L'Américain General Electric a signé l'été dernier un accord avec l'Indien BHEL, qui a désormais le droit de produire lui-même les turbines fabriquées aujourd'hui à Belfort. Dans la cité du Lion, ce transfert de technologies préoccupe les salariés.
L'accord a été signé au début de l'été dernier, le 4 juillet 2023, à New Delhi.
En partenariat depuis 1986, l'Américain General Electric et l'Indien BHEL (Bharat Heavy Electricals Limited) ont signé un nouvel accord qui, selon le communiqué de presse de GE, transfère les licences pour "concevoir et fabriquer des turbines à gaz".
"Dans le cadre de cet accord d'extension, BHEL obtiendra des droits améliorés sur les turbines à gaz existants et les futurs modèles", se réjouit le principal constructeur de centrales électriques indien sur son site.
À 6000 kilomètres de New Delhi, les salariés belfortains craignent de subir les conséquences de cet accord. Philippe Petitcolin, délégué syndical CFE-CGC, nous explique pourquoi.
Cela fait près de 40 ans que General Electric et BHEL collaborent. Pourquoi la récente extension de cet accord vous inquiète-t-elle ?
"Avec le contrat signé entre General Electric Switzerland et BHEL, les Indiens peuvent fabriquer tout ce qu'on fait à Belfort. Nous avons demandé une expertise pour évaluer l'impact sur notre activité, cela nous a été refusé. Nous n'avons aucune information sur le volume d'activités envisagé en Inde.
Cette licence, c'est une propriété belfortaine vendue par les Suisses aux Indiens. On n'en connaît même pas le prix. On sait juste que le profit ne reviendra pas à Belfort."
Quel est le risque pour Belfort ?
"Ce que l'on sait, c'est que l'Inde commande 12 fois plus de pétrole à la Russie qu'avant la guerre en Ukraine. Il va y avoir des besoins importants de turbines pour raffiner le pétrole, et l'Inde veut augmenter la part du gaz dans son mix énergétique.

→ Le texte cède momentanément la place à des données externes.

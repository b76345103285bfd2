//! Powder Run headless demo
//!
//! Drives the simulation core with a scripted rider for a minute of game
//! time and logs HUD updates through a console host. Useful for eyeballing
//! balance changes without a renderer attached.

use powder_run::consts::REF_FPS;
use powder_run::sim::{self, GamePhase, Host, TickInput, WorldState};

/// Host that routes every callback to the logger
#[derive(Default)]
struct ConsoleHost {
    frames: u32,
}

impl Host for ConsoleHost {
    fn update_ui(&mut self, state: &WorldState) {
        self.frames += 1;
        if self.frames % 120 == 0 {
            log::info!(
                "hud: {:>6.0} m  hp {:>3.0}  lives {}  speed {:.2}",
                state.score,
                state.stats.hp,
                state.stats.lives,
                state.speed
            );
        }
    }

    fn trigger_notification(&mut self, text: &str, color: Option<&str>) {
        log::info!("note: {text} ({})", color.unwrap_or("#f1c40f"));
    }

    fn trigger_dynamite_flash(&mut self) {
        log::debug!("dynamite flash");
    }

    fn shake_camera(&mut self) {
        log::debug!("camera shake");
    }

    fn game_over(&mut self, state: &WorldState) {
        log::info!("game over at {:.0} m", state.score);
    }
}

/// Scripted input: mostly tucked downhill, with steering pulses and the
/// occasional charged jump.
fn scripted_input(frame: u32) -> TickInput {
    let second = frame / REF_FPS as u32;
    let mut input = TickInput {
        up: true,
        ..Default::default()
    };
    match second % 8 {
        2 => input.left = true,
        5 => input.right = true,
        7 => {
            if frame % 60 == 0 {
                input.jump = true;
                input.jump_charge = 0.7;
            }
        }
        _ => {}
    }
    input
}

fn main() {
    env_logger::Builder::from_env(env_logger::Env::default().default_filter_or("info")).init();

    let seed = std::env::args()
        .nth(1)
        .and_then(|arg| arg.parse().ok())
        .unwrap_or(42);
    log::info!("Powder Run demo, seed {seed}");

    let mut state = WorldState::new(seed);
    let mut host = ConsoleHost::default();
    sim::reset(&mut state, true, &mut host);
    state.phase = GamePhase::Playing;

    let dt = 1.0 / REF_FPS;
    for frame in 0..(60 * REF_FPS as u32) {
        let input = scripted_input(frame);
        sim::tick(dt, &input, &mut state, &mut host);
        if state.phase == GamePhase::GameOver {
            break;
        }
    }

    log::info!(
        "run finished: {:.0} m, hp {:.0}, lives {}",
        state.score,
        state.stats.hp,
        state.stats.lives
    );
}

Jusqu'à présent, BHEL travaillait surtout pour le marché intérieur indien, mais l'accord les autorise à vendre dans le monde entier. Si leur demande intérieure est forte et qu'ils réalisent les investissements nécessaires pour franchir un palier, ça peut devenir une alternative à Belfort."
General Electric scinde ses activités : la branche énergie s'appelle désormais GE Vernova. Cette nouvelle organisation est-elle une source d'inquiétude ?
"La partie énergie sera autonome le 2 avril. Elle est en difficulté, mais le risque de restructuration concerne plutôt l'éolien.
Pour les turbines, les Américains négocient plusieurs dizaines de contrats avec l'Arabie Saoudite, qui veut passer du pétrole au gaz. Ce serait fabriqué aux Etats-Unis, et Belfort récupérerait tout le reste du carnet de commandes. On est tranquille pour 2 ou 3 ans."